use crate::design::model::{Animation, AnimationSettings, Background, ImageFit, MaskShape};
use crate::foundation::core::{Affine, LayerId, Size, Vec2};

/// Format-agnostic drawing document produced by the renderer.
///
/// Primitives are in painter's order: the first entry is the bottommost.
#[derive(Clone, Debug, PartialEq, serde::Serialize, serde::Deserialize)]
#[serde(rename_all = "camelCase")]
pub struct Document {
    /// Canvas width in pixels.
    pub width: u32,
    /// Canvas height in pixels.
    pub height: u32,
    /// Document background.
    pub background: Background,
    /// Playback settings for animated formats.
    #[serde(default, skip_serializing_if = "Option::is_none")]
    pub animation: Option<AnimationSettings>,
    /// Drawable primitives, bottommost first.
    pub primitives: Vec<Primitive>,
}

impl Document {
    /// Number of primitives.
    pub fn len(&self) -> usize {
        self.primitives.len()
    }

    /// Return `true` when nothing but the background is drawn.
    pub fn is_empty(&self) -> bool {
        self.primitives.is_empty()
    }
}

/// One drawable element derived from one layer.
#[derive(Clone, Debug, PartialEq, serde::Serialize, serde::Deserialize)]
#[serde(rename_all = "camelCase")]
pub struct Primitive {
    /// Source layer.
    pub layer: LayerId,
    /// Placement of the local coordinate space on the canvas.
    pub transform: PrimitiveTransform,
    /// Size of the layer box in local coordinates.
    pub size: Size,
    /// Opacity in `[0, 1]`.
    pub opacity: f64,
    /// Optional clip region in local coordinates.
    #[serde(default, skip_serializing_if = "Option::is_none")]
    pub clip: Option<Clip>,
    /// Animations copied from the layer.
    #[serde(default, skip_serializing_if = "Vec::is_empty")]
    pub animations: Vec<Animation>,
    /// Kind-specific payload.
    pub content: PrimitiveContent,
}

/// Translate, then rotate about the local origin, then scale.
#[derive(Clone, Copy, Debug, PartialEq, serde::Serialize, serde::Deserialize)]
#[serde(rename_all = "camelCase")]
pub struct PrimitiveTransform {
    /// Canvas-space translation.
    pub translate: Vec2,
    /// Clockwise rotation in degrees.
    pub rotate_deg: f64,
    /// Non-uniform scale.
    pub scale: Vec2,
}

impl Default for PrimitiveTransform {
    fn default() -> Self {
        Self {
            translate: Vec2::ZERO,
            rotate_deg: 0.0,
            scale: Vec2::new(1.0, 1.0),
        }
    }
}

impl PrimitiveTransform {
    /// Return `true` when the transform leaves local coordinates unchanged.
    pub fn is_identity(&self) -> bool {
        *self == Self::default()
    }

    /// Local-to-canvas matrix.
    pub fn to_affine(self) -> Affine {
        // Canonical order: T(translate) * R(rotation) * S(scale)
        Affine::translate(self.translate)
            * Affine::rotate(self.rotate_deg.to_radians())
            * Affine::scale_non_uniform(self.scale.x, self.scale.y)
    }
}

/// Clip region in local coordinates.
#[derive(Clone, Copy, Debug, PartialEq, serde::Serialize, serde::Deserialize)]
#[serde(rename_all = "camelCase")]
pub struct Clip {
    /// Outline.
    pub shape: MaskShape,
    /// Left edge.
    pub x: f64,
    /// Top edge.
    pub y: f64,
    /// Width.
    pub width: f64,
    /// Height.
    pub height: f64,
}

/// Kind-specific primitive payload.
#[derive(Clone, Debug, PartialEq, serde::Serialize, serde::Deserialize)]
#[serde(tag = "kind", rename_all = "lowercase")]
pub enum PrimitiveContent {
    /// Text run.
    Text(TextRun),
    /// Positioned image.
    Image(PlacedImage),
    /// Filled/stroked geometry.
    Shape(ShapePrimitive),
}

/// Text run laid out as one line per `\n`-separated segment.
#[derive(Clone, Debug, PartialEq, serde::Serialize, serde::Deserialize)]
#[serde(rename_all = "camelCase")]
pub struct TextRun {
    /// Lines of text.
    pub lines: Vec<String>,
    /// Font family.
    pub font_family: String,
    /// Font size in pixels.
    pub font_size: f64,
    /// CSS font weight.
    pub font_weight: String,
    /// Fill color.
    pub color: String,
    /// Horizontal anchor.
    pub anchor: TextAnchor,
    /// Anchor x in local coordinates.
    pub x: f64,
    /// Baseline of the first line in local coordinates.
    pub baseline: f64,
    /// Distance between baselines.
    pub line_height: f64,
}

/// Horizontal text anchor.
#[derive(Clone, Copy, Debug, PartialEq, Eq, serde::Serialize, serde::Deserialize)]
#[serde(rename_all = "lowercase")]
pub enum TextAnchor {
    /// Text starts at the anchor.
    Start,
    /// Text is centered on the anchor.
    Middle,
    /// Text ends at the anchor.
    End,
}

impl TextAnchor {
    /// SVG `text-anchor` value.
    pub fn as_str(self) -> &'static str {
        match self {
            Self::Start => "start",
            Self::Middle => "middle",
            Self::End => "end",
        }
    }
}

/// Image placed in a local box.
#[derive(Clone, Debug, PartialEq, serde::Serialize, serde::Deserialize)]
#[serde(rename_all = "camelCase")]
pub struct PlacedImage {
    /// Resolved source reference.
    pub href: String,
    /// Box width.
    pub width: f64,
    /// Box height.
    pub height: f64,
    /// Fitting mode.
    pub fit: ImageFit,
}

/// Filled and optionally stroked geometry.
#[derive(Clone, Debug, PartialEq, serde::Serialize, serde::Deserialize)]
#[serde(rename_all = "camelCase")]
pub struct ShapePrimitive {
    /// Outline in local coordinates.
    pub geometry: ShapeGeometry,
    /// Fill color, or `none`.
    pub fill: String,
    /// Optional stroke.
    #[serde(default, skip_serializing_if = "Option::is_none")]
    pub stroke: Option<Stroke>,
}

/// Stroke paint.
#[derive(Clone, Debug, PartialEq, serde::Serialize, serde::Deserialize)]
#[serde(rename_all = "camelCase")]
pub struct Stroke {
    /// Stroke color.
    pub color: String,
    /// Stroke width in pixels.
    pub width: f64,
}

/// Supported outlines.
#[derive(Clone, Debug, PartialEq, serde::Serialize, serde::Deserialize)]
#[serde(tag = "type", rename_all = "lowercase")]
pub enum ShapeGeometry {
    /// Rectangle at the local origin.
    Rect {
        /// Width.
        width: f64,
        /// Height.
        height: f64,
        /// Corner radius.
        corner_radius: f64,
    },
    /// Circle.
    Circle {
        /// Center x.
        cx: f64,
        /// Center y.
        cy: f64,
        /// Radius.
        r: f64,
    },
    /// Ellipse.
    Ellipse {
        /// Center x.
        cx: f64,
        /// Center y.
        cy: f64,
        /// Horizontal radius.
        rx: f64,
        /// Vertical radius.
        ry: f64,
    },
    /// Straight segment.
    Line {
        /// Start x.
        x1: f64,
        /// Start y.
        y1: f64,
        /// End x.
        x2: f64,
        /// End y.
        y2: f64,
    },
    /// Closed polygon.
    Polygon {
        /// Vertices in order.
        points: Vec<[f64; 2]>,
    },
}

**WHAT THIS TASK INVOLVES**
The answer must be every line of the records that contains the word "PrimitiveTransform".

**RESPONSE AREA**
    pub transform: PrimitiveTransform,
pub struct PrimitiveTransform {
impl Default for PrimitiveTransform {
impl PrimitiveTransform {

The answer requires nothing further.